Detection of immediate early protein ICP27/IE63 and thymidine kinase in the course of reactivation of latent herpes simplex virus 1 infection

We followed the kinetics of reactivation of latent Herpes simplex virus 1 (HSV-1) infection established in rabbits by corneal route. The corresponding trigeminal ganglia (TG) were cultured and the culture medium was examined at daily intervals for release of infectious virus. Sections from the cultured TG fragments were stained with antisera against non-structural proteins such as the immediate early (IE) protein ICP27 and the early (E) proteins thymidine kinase (TK), the large subunit of ribonucleotide reductase (RR1), the ori-binding protein OBP and with a human serum obtained from volunteers immunized with an experimental subunit HSV-1 envelope (env) vaccine containing late structural proteins gB1, gC1, gD1 and gG1 (env antiserum).
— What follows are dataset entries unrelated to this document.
use actix_web::{HttpResponse, Responder, get, web};
use actix_web_flash_messages::{FlashMessage, IncomingFlashMessages};
use tera::Tera;

use crate::forms::analytics::ReportQuery;
use crate::models::auth::AuthenticatedUser;
use crate::repository::DieselRepository;
use crate::routes::{base_context, redirect, render_template};
use crate::services::{ServiceError, analytics as analytics_service};

#[get("/analytics")]
pub async fn summary(
    params: web::Query<ReportQuery>,
    user: AuthenticatedUser,
    repo: web::Data<DieselRepository>,
    flash_messages: IncomingFlashMessages,
    tera: web::Data<Tera>,
) -> impl Responder {
    match analytics_service::summary(repo.get_ref(), &user, &params) {
        Ok(data) => {
            let mut context = base_context(&flash_messages, &user, "analytics");
            context.insert("period", &data.period);
            context.insert("summary", &data.summary);
            context.insert("listings", &data.listings);
            context.insert("selected_listing", &data.selected_listing);

            render_template(&tera, "analytics/index.html", &context)
        }
        Err(err) => report_failure(err, "/analytics"),
    }
}

#[get("/analytics/weblog")]
pub async fn web_log(
    params: web::Query<ReportQuery>,
    user: AuthenticatedUser,
    repo: web::Data<DieselRepository>,
    flash_messages: IncomingFlashMessages,
    tera: web::Data<Tera>,
) -> impl Responder {
    match analytics_service::web_log(repo.get_ref(), &user, &params) {
        Ok(data) => {
            let mut context = base_context(&flash_messages, &user, "weblog");
            context.insert("period", &data.period);
            context.insert("report", &data.report);
            context.insert("events", &data.events);
            context.insert("listings", &data.listings);
            context.insert("selected_listing", &data.selected_listing);
            context.insert("selected_event_type", &data.selected_event_type);

            render_template(&tera, "analytics/weblog.html", &context)
        }
        Err(err) => report_failure(err, "/analytics/weblog"),
    }
}

#[get("/analytics/campaigns")]
pub async fn campaigns(
    params: web::Query<ReportQuery>,
    user: AuthenticatedUser,
    repo: web::Data<DieselRepository>,
    flash_messages: IncomingFlashMessages,
    tera: web::Data<Tera>,
) -> impl Responder {
    match analytics_service::campaigns(repo.get_ref(), &user, &params) {
        Ok(data) => {
            let mut context = base_context(&flash_messages, &user, "campaign_analytics");
            context.insert("period", &data.period);
            context.insert("analytics", &data.analytics);

            render_template(&tera, "analytics/campaigns.html", &context)
        }
        Err(err) => report_failure(err, "/analytics/campaigns"),
    }
}

/// An invalid period falls back to the default window of the same report.
fn report_failure(err: ServiceError, report_path: &str) -> HttpResponse {
    match err {
        ServiceError::Form(message) => {
            FlashMessage::error(message).send();
            redirect(report_path)
        }
        ServiceError::Unauthorized => HttpResponse::Forbidden().finish(),
        err => {
            log::error!("Failed to build report {report_path}: {err}");
            HttpResponse::InternalServerError().finish()
        }
    }
}
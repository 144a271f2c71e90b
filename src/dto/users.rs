use serde::Serialize;

use crate::domain::user::{User, UserRole};

#[derive(Debug, Serialize)]
pub struct UsersPageData {
    pub users: Vec<User>,
    pub roles: &'static [UserRole],
}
By indirect immunofluorescence (IF) test, ICP27 was detected in a few neurons from day 1 post explantation (p.e.), while TK was observed in neurons from day 2 p.e. Fluorescence with the human env antiserum was seen at day 3 p.e. The RR1 and OBP antisera stained productively infected Vero cells from 3 and 4 hrs post inoculation (p.i.), respectively. However, these sera showed no IF in cultured ganglion fragments at any interval examined. Our results showed the same cascade of HSV-1 IE and E protein expression during productive infection and reactivation in vitro.